Directions
Take the records below and print them verbatim up to and including the line that carries "pub const ALL: [Counter;".

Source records
......

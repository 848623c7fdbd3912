//! Process counters rendered as Prometheus text.
//!
//! With a shared metrics directory each process writes its own snapshot
//! file (`domus_<pid>.json`) and the rendered output sums every snapshot
//! found there. Any directory problem degrades to this process's counters.

use std::collections::BTreeMap;
use std::path::Path;
use std::sync::atomic::{AtomicU64, Ordering};

use tracing::{debug, warn};

const METRIC_PREFIX: &str = "domus";
const SNAPSHOT_PREFIX: &str = "domus_";
const SNAPSHOT_SUFFIX: &str = ".json";

#[derive(Debug, Clone, Copy, PartialEq, Eq)]
pub enum Counter {
    MattersCreated,
    DocumentsUploaded,
    ScansOk,
    ScansFailed,
    JobsEnqueued,
    JobsFinished,
    JobsFailed,
}

impl Counter {
    pub const ALL: [Counter; 7] = [
        Self::MattersCreated,
        Self::DocumentsUploaded,
        Self::ScansOk,
        Self::ScansFailed,
        Self::JobsEnqueued,
        Self::JobsFinished,
        Self::JobsFailed,
    ];

    pub fn name(&self) -> &'static str {
        match self {
            Self::MattersCreated => "matters_created_total",
            Self::DocumentsUploaded => "documents_uploaded_total",
            Self::ScansOk => "scans_ok_total",
            Self::ScansFailed => "scans_failed_total",
            Self::JobsEnqueued => "jobs_enqueued_total",
            Self::JobsFinished => "jobs_finished_total",
            Self::JobsFailed => "jobs_failed_total",
        }
    }

    fn help(&self) -> &'static str {
        match self {
            Self::MattersCreated => "Matters created.",
            Self::DocumentsUploaded => "Documents attached to matters.",
            Self::ScansOk => "Risk scans completed.",
            Self::ScansFailed => "Risk scans that failed.",
            Self::JobsEnqueued => "Scan jobs handed to the background worker.",
            Self::JobsFinished => "Background scan jobs finished.",
            Self::JobsFailed => "Background scan jobs failed.",
        }
    }

    fn index(&self) -> usize {
        *self as usize
    }
}

#[derive(Debug, Default)]
pub struct Metrics {
    counters: [AtomicU64; 7],
}

impl Metrics {
    pub fn new() -> Self {
        Self::default()
    }

    pub fn incr(&self, counter: Counter) {
        self.counters[counter.index()].fetch_add(1, Ordering::Relaxed);
    }

    pub fn get(&self, counter: Counter) -> u64 {
        self.counters[counter.index()].load(Ordering::Relaxed)
    }

    pub fn snapshot(&self) -> BTreeMap<String, u64> {
        Counter::ALL
            .iter()
            .map(|c| (c.name().to_string(), self.get(*c)))
            .collect()
    }

    /// Prometheus exposition. `multiprocess_dir` enables cross-process
    /// aggregation; errors there fall back to local values.
    pub fn render(&self, multiprocess_dir: Option<&Path>) -> String {
        let local = self.snapshot();
        let totals = match multiprocess_dir {
            Some(dir) => match self.aggregate(dir) {
                Ok(totals) => totals,
                Err(e) => {
                    warn!(dir = %dir.display(), "multiprocess metrics unavailable, serving local: {}", e);
                    local
                }
            },
            None => local,
        };
        render_text(&totals)
    }

    fn aggregate(&self, dir: &Path) -> std::io::Result<BTreeMap<String, u64>> {
        self.write_snapshot(dir)?;

        let mut totals: BTreeMap<String, u64> = BTreeMap::new();
        for entry in std::fs::read_dir(dir)? {
            let entry = entry?;
            let name = entry.file_name().to_string_lossy().to_string();
            if !name.starts_with(SNAPSHOT_PREFIX) || !name.ends_with(SNAPSHOT_SUFFIX) {
                continue;
            }
            let parsed = std::fs::read_to_string(entry.path())
                .ok()
                .and_then(|s| serde_json::from_str::<BTreeMap<String, u64>>(&s).ok());
            let Some(values) = parsed else {
                debug!(file = %name, "skipping unreadable metrics snapshot");
                continue;
            };
            for (key, value) in values {
                *totals.entry(key).or_insert(0) += value;
            }
        }
        Ok(totals)
    }

    fn write_snapshot(&self, dir: &Path) -> std::io::Result<()> {
        std::fs::create_dir_all(dir)?;
        let pid = std::process::id();
        let json = serde_json::to_string(&self.snapshot())
            .map_err(|e| std::io::Error::new(std::io::ErrorKind::Other, e))?;
        let tmp = dir.join(format!(".{SNAPSHOT_PREFIX}{pid}.tmp"));
        std::fs::write(&tmp, json)?;
        std::fs::rename(&tmp, dir.join(format!("{SNAPSHOT_PREFIX}{pid}{SNAPSHOT_SUFFIX}")))
    }
}

fn render_text(values: &BTreeMap<String, u64>) -> String {
    let mut out = String::new();
    for counter in Counter::ALL {
        let value = values.get(counter.name()).copied().unwrap_or(0);
        let name = format!("{}_{}", METRIC_PREFIX, counter.name());
        out.push_str(&format!("# HELP {} {}\n", name, counter.help()));
        out.push_str(&format!("# TYPE {} counter\n", name));
        out.push_str(&format!("{} {}\n", name, value));
    }
    out
}

#[cfg(test)]
mod tests {
    use super::*;
    use tempfile::TempDir;

    #[test]
    fn test_single_process_render() {
        let metrics = Metrics::new();
        metrics.incr(Counter::MattersCreated);
        metrics.incr(Counter::MattersCreated);
        let text = metrics.render(None);
        assert!(text.contains("# TYPE domus_matters_created_total counter"));
        assert!(text.contains("domus_matters_created_total 2\n"));
        assert!(text.contains("domus_scans_failed_total 0\n"));
    }

    #[test]
    fn test_multiprocess_sums_snapshots() {
        let dir = TempDir::new().unwrap();
        std::fs::write(
            dir.path().join("domus_999999.json"),
            r#"{"scans_ok_total": 5, "matters_created_total": 1}"#,
        )
        .unwrap();
        std::fs::write(dir.path().join("domus_garbage.json"), "not json").unwrap();

        let metrics = Metrics::new();
        metrics.incr(Counter::ScansOk);
        let text = metrics.render(Some(dir.path()));
        assert!(text.contains("domus_scans_ok_total 6\n"));
        assert!(text.contains("domus_matters_created_total 1\n"));
    }

    #[test]
    fn test_bad_directory_falls_back_to_local() {
        let dir = TempDir::new().unwrap();
        let file = dir.path().join("not-a-dir");
        std::fs::write(&file, "x").unwrap();

        let metrics = Metrics::new();
        metrics.incr(Counter::JobsEnqueued);
        let text = metrics.render(Some(&file));
        assert!(text.contains("domus_jobs_enqueued_total 1\n"));
    }
}
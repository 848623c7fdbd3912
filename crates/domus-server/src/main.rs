//! Domus: conveyancing search risk extraction server.

use std::path::PathBuf;
use std::sync::Arc;
use std::time::Duration;

use tracing::info;
use tracing_subscriber::EnvFilter;

use domus_core::{DomusConfig, ScanConfig};
use domus_extract::{DocumentType, PdfTextExtractor};
use domus_runtime::{run_pipeline, DocumentSource};
use domus_server::{build_router, AppState};

const REAPER_INTERVAL: Duration = Duration::from_secs(30);

fn resolve_data_dir() -> PathBuf {
    std::env::var("DOMUS_DATA_DIR")
        .map(PathBuf::from)
        .unwrap_or_else(|_| PathBuf::from("data"))
}

fn print_usage() {
    println!("Domus: conveyancing search risk extraction");
    println!();
    println!("Usage: domus [command]");
    println!();
    println!("Commands:");
    println!("  (none)                          Start the server");
    println!("  scan <file> [--kind <kind>]     Extract and score a document, print JSON");
    println!("                                  kind: llc1 | con29 | search (default)");
    println!("  help                            Show this help message");
}

/// Offline scan of a single file. Nothing is stored.
fn scan_file(args: &[String]) -> anyhow::Result<()> {
    let mut path: Option<PathBuf> = None;
    let mut kind = String::from("search");

    let mut iter = args.iter();
    while let Some(arg) = iter.next() {
        match arg.as_str() {
            "--kind" => {
                kind = iter
                    .next()
                    .cloned()
                    .ok_or_else(|| anyhow::anyhow!("--kind needs a value"))?;
            }
            other if path.is_none() => path = Some(PathBuf::from(other)),
            other => anyhow::bail!("Unexpected argument: {}", other),
        }
    }
    let path = path.ok_or_else(|| anyhow::anyhow!("Usage: domus scan <file> [--kind <kind>]"))?;

    let bytes = std::fs::read(&path)?;
    let extractor = PdfTextExtractor::new(ScanConfig::default());
    let output = run_pipeline(
        DocumentSource::Bytes(&bytes),
        DocumentType::from_kind(&kind),
        &extractor,
    );

    let report = serde_json::json!({
        "file": path.display().to_string(),
        "doc_type": output.doc_type,
        "ocr_applied": output.ocr_applied,
        "overall_score": output.risk.overall_score,
        "band": output.risk.band.as_str(),
        "findings": output.risk.findings,
        "fields": output.fields,
    });
    println!("{}", serde_json::to_string_pretty(&report)?);
    Ok(())
}

#[tokio::main]
async fn main() -> anyhow::Result<()> {
    tracing_subscriber::fmt()
        .with_env_filter(
            EnvFilter::try_from_default_env().unwrap_or_else(|_| EnvFilter::new("info")),
        )
        .init();

    let args: Vec<String> = std::env::args().collect();

    if args.len() > 1 {
        match args[1].as_str() {
            "scan" => return scan_file(&args[2..]),
            "--help" | "-h" | "help" => {
                print_usage();
                return Ok(());
            }
            _ => {
                eprintln!("Unknown command: {}. Use 'domus help' for usage.", args[1]);
                std::process::exit(1);
            }
        }
    }

    let data_dir = resolve_data_dir();
    info!("Data directory: {}", data_dir.display());

    let config = DomusConfig::from_env(&data_dir)?;
    let port = config.port;

    let store = domus_store::SqliteStore::open(&config.data_paths.db)
        .map_err(|e| anyhow::anyhow!("Failed to open store: {}", e))?;

    let state = Arc::new(AppState::new(config, store)?);

    state.coordinator.start_worker();
    state.coordinator.start_reaper(REAPER_INTERVAL);

    let app = build_router(state.clone());

    let addr = format!("0.0.0.0:{}", port);
    let listener = tokio::net::TcpListener::bind(&addr).await?;
    info!("Domus server listening on {}", addr);

    axum::serve(listener, app).await?;

    Ok(())
}
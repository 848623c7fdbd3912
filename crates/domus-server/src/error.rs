//! Mapping from the domain error taxonomy to HTTP responses.

use axum::http::StatusCode;
use axum::response::{IntoResponse, Response};
use axum::Json;
use serde_json::json;

use domus_core::Error;

/// Handler error. Wraps [`domus_core::Error`] so handlers can use `?`.
#[derive(Debug)]
pub struct ApiError(pub Error);

pub type ApiResult<T> = std::result::Result<T, ApiError>;

impl From<Error> for ApiError {
    fn from(e: Error) -> Self {
        Self(e)
    }
}

impl ApiError {
    pub fn status(&self) -> StatusCode {
        match &self.0 {
            Error::Validation(_) => StatusCode::BAD_REQUEST,
            Error::NotFound(_) => StatusCode::NOT_FOUND,
            Error::Conflict(_) => StatusCode::CONFLICT,
            Error::PayloadTooLarge(_) => StatusCode::PAYLOAD_TOO_LARGE,
            Error::DependencyUnavailable(_) | Error::Storage(_) => StatusCode::SERVICE_UNAVAILABLE,
            Error::Timeout(_) => StatusCode::GATEWAY_TIMEOUT,
            _ => StatusCode::INTERNAL_SERVER_ERROR,
        }
    }
}

impl IntoResponse for ApiError {
    fn into_response(self) -> Response {
        let status = self.status();
        let code = self.0.code();

        if status.is_server_error() {
            tracing::error!(status = status.as_u16(), code, message = %self.0, "request failed");
        }

        let message = match &self.0 {
            _ if status == StatusCode::INTERNAL_SERVER_ERROR => "Internal server error".to_string(),
            Error::Validation(msg) => msg.clone(),
            other => other.to_string(),
        };

        (
            status,
            Json(json!({ "error": { "code": code, "message": message } })),
        )
            .into_response()
    }
}
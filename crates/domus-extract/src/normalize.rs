//! Text normalization for OCR and native PDF text.
//!
//! Output keeps the original casing. Case-insensitive matching runs against
//! [`NormalizedText::folded`], an ASCII-lowercased copy whose byte offsets
//! line up with [`NormalizedText::text`], so a match in the folded copy can
//! be sliced straight out of the original.

/// Normalize raw text: strip control characters, expand common PDF
/// ligatures, collapse whitespace runs, drop blank lines.
///
/// Lines are preserved (joined with `\n`) because several field rules
/// bound their value window to a single line.
pub fn normalize(raw: &str) -> String {
    let mut out = String::with_capacity(raw.len());

    for line in raw.split(&['\n', '\r'][..]) {
        let mut cleaned = String::with_capacity(line.len());
        let mut pending_space = false;

        for c in line.chars() {
            if c.is_whitespace() || c.is_control() {
                pending_space = true;
                continue;
            }
            if pending_space && !cleaned.is_empty() {
                cleaned.push(' ');
            }
            pending_space = false;
            match c {
                '\u{FB00}' => cleaned.push_str("ff"),
                '\u{FB01}' => cleaned.push_str("fi"),
                '\u{FB02}' => cleaned.push_str("fl"),
                '\u{FB03}' => cleaned.push_str("ffi"),
                '\u{FB04}' => cleaned.push_str("ffl"),
                _ => cleaned.push(c),
            }
        }

        if cleaned.is_empty() {
            continue;
        }
        if !out.is_empty() {
            out.push('\n');
        }
        out.push_str(&cleaned);
    }

    out
}

/// Normalized text plus its case-folded matching copy.
#[derive(Debug, Clone, Default, PartialEq, Eq)]
pub struct NormalizedText {
    /// Cleaned text, original casing.
    pub text: String,
    /// ASCII-lowercased copy of `text`; same byte length and offsets.
    pub folded: String,
}

impl NormalizedText {
    /// Normalize `raw`; `None` is treated as empty text.
    pub fn new(raw: Option<&str>) -> Self {
        let text = normalize(raw.unwrap_or(""));
        let folded = text.to_ascii_lowercase();
        Self { text, folded }
    }

    pub fn is_empty(&self) -> bool {
        self.text.is_empty()
    }
}
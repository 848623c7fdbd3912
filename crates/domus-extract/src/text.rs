//! Raw text from uploaded documents.
//!
//! Native PDF text first; when that yields too little and an external OCR
//! command is configured, the document is OCR'd into a temporary file and
//! the text layer of the result is read instead. Non-PDF payloads are read
//! as (lossy) UTF-8 so plain-text fixtures can go through the same path.

use std::path::Path;
use std::process::{Command, Stdio};

use domus_core::ScanConfig;
use tracing::{debug, warn};

const PDF_MAGIC: &[u8] = b"%PDF";

/// Text pulled out of a document.
#[derive(Debug, Clone, Default, PartialEq, Eq)]
pub struct TextExtraction {
    pub text: String,
    /// True when the text came from the OCR fallback.
    pub ocr_applied: bool,
}

/// Turns document bytes into raw text. Never fails; unreadable input
/// yields empty text.
pub trait TextExtractor: Send + Sync {
    fn extract_text(&self, bytes: &[u8]) -> TextExtraction;
}

/// Whether `bytes` start with the PDF signature.
pub fn is_pdf(bytes: &[u8]) -> bool {
    bytes.starts_with(PDF_MAGIC)
}

/// pdf-extract backed extractor with optional OCR fallback.
#[derive(Debug, Clone, Default)]
pub struct PdfTextExtractor {
    config: ScanConfig,
}

impl PdfTextExtractor {
    pub fn new(config: ScanConfig) -> Self {
        Self { config }
    }

    fn ocr_command(&self) -> Option<&str> {
        if !self.config.ocr_enabled {
            return None;
        }
        self.config.ocr_command.as_deref()
    }

    /// Run `<cmd> --quiet --force-ocr <in> <out>` and read the text layer of
    /// the output. Returns `None` on any failure.
    fn ocr(&self, command: &str, bytes: &[u8]) -> Option<String> {
        let dir = tempfile::tempdir()
            .map_err(|e| warn!("OCR temp dir failed: {}", e))
            .ok()?;
        let input = dir.path().join("input.pdf");
        let output = dir.path().join("output.pdf");
        std::fs::write(&input, bytes)
            .map_err(|e| warn!("OCR input write failed: {}", e))
            .ok()?;

        run_ocr(command, &input, &output)?;

        let ocr_bytes = std::fs::read(&output)
            .map_err(|e| warn!("OCR output unreadable: {}", e))
            .ok()?;
        Some(native_pdf_text(&ocr_bytes))
    }
}

impl TextExtractor for PdfTextExtractor {
    fn extract_text(&self, bytes: &[u8]) -> TextExtraction {
        if !is_pdf(bytes) {
            return TextExtraction {
                text: String::from_utf8_lossy(bytes).into_owned(),
                ocr_applied: false,
            };
        }

        let native = native_pdf_text(bytes);
        let native_len = native.trim().chars().count();
        if native_len >= self.config.ocr_min_chars {
            return TextExtraction { text: native, ocr_applied: false };
        }

        let Some(command) = self.ocr_command() else {
            return TextExtraction { text: native, ocr_applied: false };
        };

        debug!(native_len, "native PDF text below threshold, trying OCR");
        match self.ocr(command, bytes) {
            Some(ocr_text) if ocr_text.trim().chars().count() > native_len => TextExtraction {
                text: ocr_text,
                ocr_applied: true,
            },
            _ => TextExtraction { text: native, ocr_applied: false },
        }
    }
}

/// Native text layer. pdf-extract may panic on malformed input, so the call
/// is isolated and any failure becomes empty text.
fn native_pdf_text(bytes: &[u8]) -> String {
    match std::panic::catch_unwind(|| pdf_extract::extract_text_from_mem(bytes)) {
        Ok(Ok(text)) => text,
        Ok(Err(e)) => {
            debug!("PDF text extraction failed: {}", e);
            String::new()
        }
        Err(_) => {
            warn!("PDF text extraction panicked on malformed input");
            String::new()
        }
    }
}

fn run_ocr(command: &str, input: &Path, output: &Path) -> Option<()> {
    let status = Command::new(command)
        .arg("--quiet")
        .arg("--force-ocr")
        .arg(input)
        .arg(output)
        .stdin(Stdio::null())
        .stdout(Stdio::null())
        .stderr(Stdio::null())
        .status();

    match status {
        Ok(s) if s.success() => Some(()),
        Ok(s) => {
            warn!(command, code = ?s.code(), "OCR command failed");
            None
        }
        Err(e) => {
            warn!(command, "OCR command could not start: {}", e);
            None
        }
    }
}

#[cfg(test)]
mod tests {
    use super::*;

    #[test]
    fn test_plain_text_passthrough() {
        let extractor = PdfTextExtractor::default();
        let out = extractor.extract_text(b"Flood Zone 3");
        assert_eq!(out.text, "Flood Zone 3");
        assert!(!out.ocr_applied);
    }

    #[test]
    fn test_malformed_pdf_yields_empty_text() {
        let extractor = PdfTextExtractor::default();
        let out = extractor.extract_text(b"%PDF-1.4\n1 0 obj\n<<>>\nendobj\n%%EOF\n");
        assert!(out.text.trim().is_empty());
        assert!(!out.ocr_applied);
    }

    #[test]
    fn test_missing_ocr_binary_falls_back_to_native() {
        let extractor = PdfTextExtractor::new(ScanConfig {
            ocr_command: Some("domus-ocr-binary-that-does-not-exist".into()),
            ..ScanConfig::default()
        });
        let out = extractor.extract_text(b"%PDF-1.4\n%%EOF\n");
        assert!(!out.ocr_applied);
    }

    #[test]
    fn test_ocr_disabled_ignores_command() {
        let extractor = PdfTextExtractor::new(ScanConfig {
            ocr_enabled: false,
            ocr_command: Some("ocrmypdf".into()),
            ..ScanConfig::default()
        });
        assert!(extractor.ocr_command().is_none());
    }

    #[test]
    fn test_pdf_signature() {
        assert!(is_pdf(b"%PDF-1.7 ..."));
        assert!(!is_pdf(b"PK\x03\x04"));
        assert!(!is_pdf(b""));
    }
}
//! HTTP route handlers.

pub mod export;
pub mod health;
pub mod jobs;
pub mod matters;
pub mod scan;

use std::sync::Arc;

use axum::extract::DefaultBodyLimit;
use axum::http::StatusCode;
use axum::response::IntoResponse;
use axum::{Json, Router};
use tower_http::cors::CorsLayer;
use tower_http::trace::TraceLayer;

use domus_core::Error;

use crate::error::ApiResult;
use crate::state::AppState;

/// Room for multipart framing on top of the file itself.
const MULTIPART_OVERHEAD: usize = 64 * 1024;

/// Build the main Axum router with all routes.
pub fn build_router(state: Arc<AppState>) -> Router {
    let body_limit = state.config.scan.max_upload_bytes + MULTIPART_OVERHEAD;

    Router::new()
        .nest("/api", api_routes())
        .merge(jobs::routes())
        .merge(export::routes())
        .merge(health::routes())
        .fallback(not_found)
        .layer(DefaultBodyLimit::max(body_limit))
        .layer(TraceLayer::new_for_http())
        .layer(CorsLayer::permissive())
        .with_state(state)
}

fn api_routes() -> Router<Arc<AppState>> {
    Router::new()
        .merge(matters::routes())
        .merge(scan::routes())
        .merge(jobs::routes())
}

/// Run a blocking gate call (SQLite, blob I/O, report assembly) on the
/// blocking pool. A panicking task is an internal error.
pub(crate) async fn run_blocking<T, F>(task: F) -> ApiResult<T>
where
    F: FnOnce() -> domus_core::Result<T> + Send + 'static,
    T: Send + 'static,
{
    tokio::task::spawn_blocking(task)
        .await
        .map_err(|e| Error::Internal(format!("blocking task failed: {}", e)))?
        .map_err(Into::into)
}

async fn not_found() -> impl IntoResponse {
    (
        StatusCode::NOT_FOUND,
        Json(serde_json::json!({
            "error": { "code": "not_found", "message": "No such route" }
        })),
    )
}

......

Solution to this task
repository 848623c7fdbd3912
//! Process counters rendered as Prometheus text.
//!
//! With a shared metrics directory each process writes its own snapshot
//! file (`domus_<pid>.json`) and the rendered output sums every snapshot
//! found there. Any directory problem degrades to this process's counters.

use std::collections::BTreeMap;
use std::path::Path;
use std::sync::atomic::{AtomicU64, Ordering};

use tracing::{debug, warn};

const METRIC_PREFIX: &str = "domus";
const SNAPSHOT_PREFIX: &str = "domus_";
const SNAPSHOT_SUFFIX: &str = ".json";

#[derive(Debug, Clone, Copy, PartialEq, Eq)]
pub enum Counter {
    MattersCreated,
    DocumentsUploaded,
    ScansOk,
    ScansFailed,
    JobsEnqueued,
    JobsFinished,
    JobsFailed,
}

impl Counter {
    pub const ALL: [Counter; 7] = [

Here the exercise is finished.